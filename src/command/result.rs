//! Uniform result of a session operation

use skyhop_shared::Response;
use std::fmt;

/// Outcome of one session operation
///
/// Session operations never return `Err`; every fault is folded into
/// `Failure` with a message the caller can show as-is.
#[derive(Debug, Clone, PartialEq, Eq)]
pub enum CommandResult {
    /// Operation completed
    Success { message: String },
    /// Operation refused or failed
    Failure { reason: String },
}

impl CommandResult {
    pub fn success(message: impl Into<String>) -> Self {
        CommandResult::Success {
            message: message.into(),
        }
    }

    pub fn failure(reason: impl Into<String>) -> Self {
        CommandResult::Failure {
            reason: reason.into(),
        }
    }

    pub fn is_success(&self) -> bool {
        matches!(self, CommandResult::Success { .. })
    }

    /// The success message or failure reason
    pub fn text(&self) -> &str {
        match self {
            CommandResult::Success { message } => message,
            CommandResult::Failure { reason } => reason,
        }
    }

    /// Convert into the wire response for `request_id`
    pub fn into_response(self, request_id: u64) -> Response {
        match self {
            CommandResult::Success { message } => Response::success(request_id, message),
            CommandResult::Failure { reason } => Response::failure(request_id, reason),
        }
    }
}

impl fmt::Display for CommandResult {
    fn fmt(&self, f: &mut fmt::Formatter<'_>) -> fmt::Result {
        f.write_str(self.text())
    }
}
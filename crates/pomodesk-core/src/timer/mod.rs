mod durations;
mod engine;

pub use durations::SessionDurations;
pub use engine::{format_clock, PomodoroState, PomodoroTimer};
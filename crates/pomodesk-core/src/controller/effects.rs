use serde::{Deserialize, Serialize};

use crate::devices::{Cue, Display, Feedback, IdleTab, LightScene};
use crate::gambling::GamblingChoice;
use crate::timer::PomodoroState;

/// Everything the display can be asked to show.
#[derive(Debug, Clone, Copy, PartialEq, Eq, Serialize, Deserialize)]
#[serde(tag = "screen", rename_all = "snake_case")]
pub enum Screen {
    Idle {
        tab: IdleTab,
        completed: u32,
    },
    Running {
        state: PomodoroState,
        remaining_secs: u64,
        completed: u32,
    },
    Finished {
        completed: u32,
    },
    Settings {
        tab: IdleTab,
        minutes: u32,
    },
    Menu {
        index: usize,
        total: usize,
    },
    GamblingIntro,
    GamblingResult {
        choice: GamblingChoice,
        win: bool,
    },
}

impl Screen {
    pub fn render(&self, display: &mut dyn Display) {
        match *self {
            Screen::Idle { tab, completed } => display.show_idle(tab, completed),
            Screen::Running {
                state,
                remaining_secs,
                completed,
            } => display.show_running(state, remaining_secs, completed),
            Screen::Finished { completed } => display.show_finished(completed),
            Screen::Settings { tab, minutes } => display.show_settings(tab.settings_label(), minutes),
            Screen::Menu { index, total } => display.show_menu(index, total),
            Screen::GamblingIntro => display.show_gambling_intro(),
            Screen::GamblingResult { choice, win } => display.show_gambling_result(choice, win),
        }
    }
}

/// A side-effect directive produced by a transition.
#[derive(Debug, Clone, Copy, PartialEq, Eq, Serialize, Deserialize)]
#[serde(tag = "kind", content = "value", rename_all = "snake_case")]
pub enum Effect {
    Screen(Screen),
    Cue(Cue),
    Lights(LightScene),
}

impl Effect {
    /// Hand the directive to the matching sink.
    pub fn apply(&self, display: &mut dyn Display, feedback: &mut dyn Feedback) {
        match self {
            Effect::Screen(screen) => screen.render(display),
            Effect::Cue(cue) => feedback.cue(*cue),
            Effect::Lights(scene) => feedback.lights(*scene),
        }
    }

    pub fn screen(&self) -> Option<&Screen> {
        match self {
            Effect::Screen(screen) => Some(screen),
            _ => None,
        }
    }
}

★ ★ ★ ★ ★

▸ **To do**
Write out the entries above once more, without altering anything.

▸ **Written response**
filename src/command/result.rs
//! Uniform result of a session operation

use skyhop_shared::Response;
use std::fmt;

/// Outcome of one session operation
///
/// Session operations never return `Err`; every fault is folded into
/// `Failure` with a message the caller can show as-is.
#[derive(Debug, Clone, PartialEq, Eq)]
pub enum CommandResult {
    /// Operation completed
    Success { message: String },
    /// Operation refused or failed
    Failure { reason: String },
}

impl CommandResult {
    pub fn success(message: impl Into<String>) -> Self {
        CommandResult::Success {
            message: message.into(),
        }
    }

    pub fn failure(reason: impl Into<String>) -> Self {
        CommandResult::Failure {
            reason: reason.into(),
        }
    }

    pub fn is_success(&self) -> bool {
        matches!(self, CommandResult::Success { .. })
    }

    /// The success message or failure reason
    pub fn text(&self) -> &str {
        match self {
            CommandResult::Success { message } => message,
            CommandResult::Failure { reason } => reason,
        }
    }

    /// Convert into the wire response for `request_id`
    pub fn into_response(self, request_id: u64) -> Response {
        match self {
            CommandResult::Success { message } => Response::success(request_id, message),
            CommandResult::Failure { reason } => Response::failure(request_id, reason),
        }
    }
}

impl fmt::Display for CommandResult {
    fn fmt(&self, f: &mut fmt::Formatter<'_>) -> fmt::Result {
        f.write_str(self.text())
    }
}
filename crates/pomodesk-core/src/timer/mod.rs
mod durations;
mod engine;

pub use durations::SessionDurations;
pub use engine::{format_clock, PomodoroState, PomodoroTimer};
filename crates/pomodesk-core/src/controller/effects.rs
use serde::{Deserialize, Serialize};

use crate::devices::{Cue, Display, Feedback, IdleTab, LightScene};
use crate::gambling::GamblingChoice;
use crate::timer::PomodoroState;

/// Everything the display can be asked to show.
#[derive(Debug, Clone, Copy, PartialEq, Eq, Serialize, Deserialize)]
#[serde(tag = "screen", rename_all = "snake_case")]
pub enum Screen {
    Idle {
        tab: IdleTab,
        completed: u32,
    },
    Running {
        state: PomodoroState,
        remaining_secs: u64,
        completed: u32,
    },
    Finished {
        completed: u32,
    },
    Settings {
        tab: IdleTab,
        minutes: u32,
    },
    Menu {
        index: usize,
        total: usize,
    },
    GamblingIntro,
    GamblingResult {
        choice: GamblingChoice,
        win: bool,
    },
}

impl Screen {
    pub fn render(&self, display: &mut dyn Display) {
        match *self {
            Screen::Idle { tab, completed } => display.show_idle(tab, completed),
            Screen::Running {
                state,
                remaining_secs,
                completed,
            } => display.show_running(state, remaining_secs, completed),
            Screen::Finished { completed } => display.show_finished(completed),
            Screen::Settings { tab, minutes } => display.show_settings(tab.settings_label(), minutes),
            Screen::Menu { index, total } => display.show_menu(index, total),
            Screen::GamblingIntro => display.show_gambling_intro(),
            Screen::GamblingResult { choice, win } => display.show_gambling_result(choice, win),
        }
    }
}

/// A side-effect directive produced by a transition.
#[derive(Debug, Clone, Copy, PartialEq, Eq, Serialize, Deserialize)]
#[serde(tag = "kind", content = "value", rename_all = "snake_case")]
pub enum Effect {
    Screen(Screen),
    Cue(Cue),
    Lights(LightScene),
}

impl Effect {
    /// Hand the directive to the matching sink.
    pub fn apply(&self, display: &mut dyn Display, feedback: &mut dyn Feedback) {
        match self {
            Effect::Screen(screen) => screen.render(display),
            Effect::Cue(cue) => feedback.cue(*cue),
            Effect::Lights(scene) => feedback.lights(*scene),
        }
    }

    pub fn screen(&self) -> Option<&Screen> {
        match self {
            Effect::Screen(screen) => Some(screen),
            _ => None,
        }
    }
}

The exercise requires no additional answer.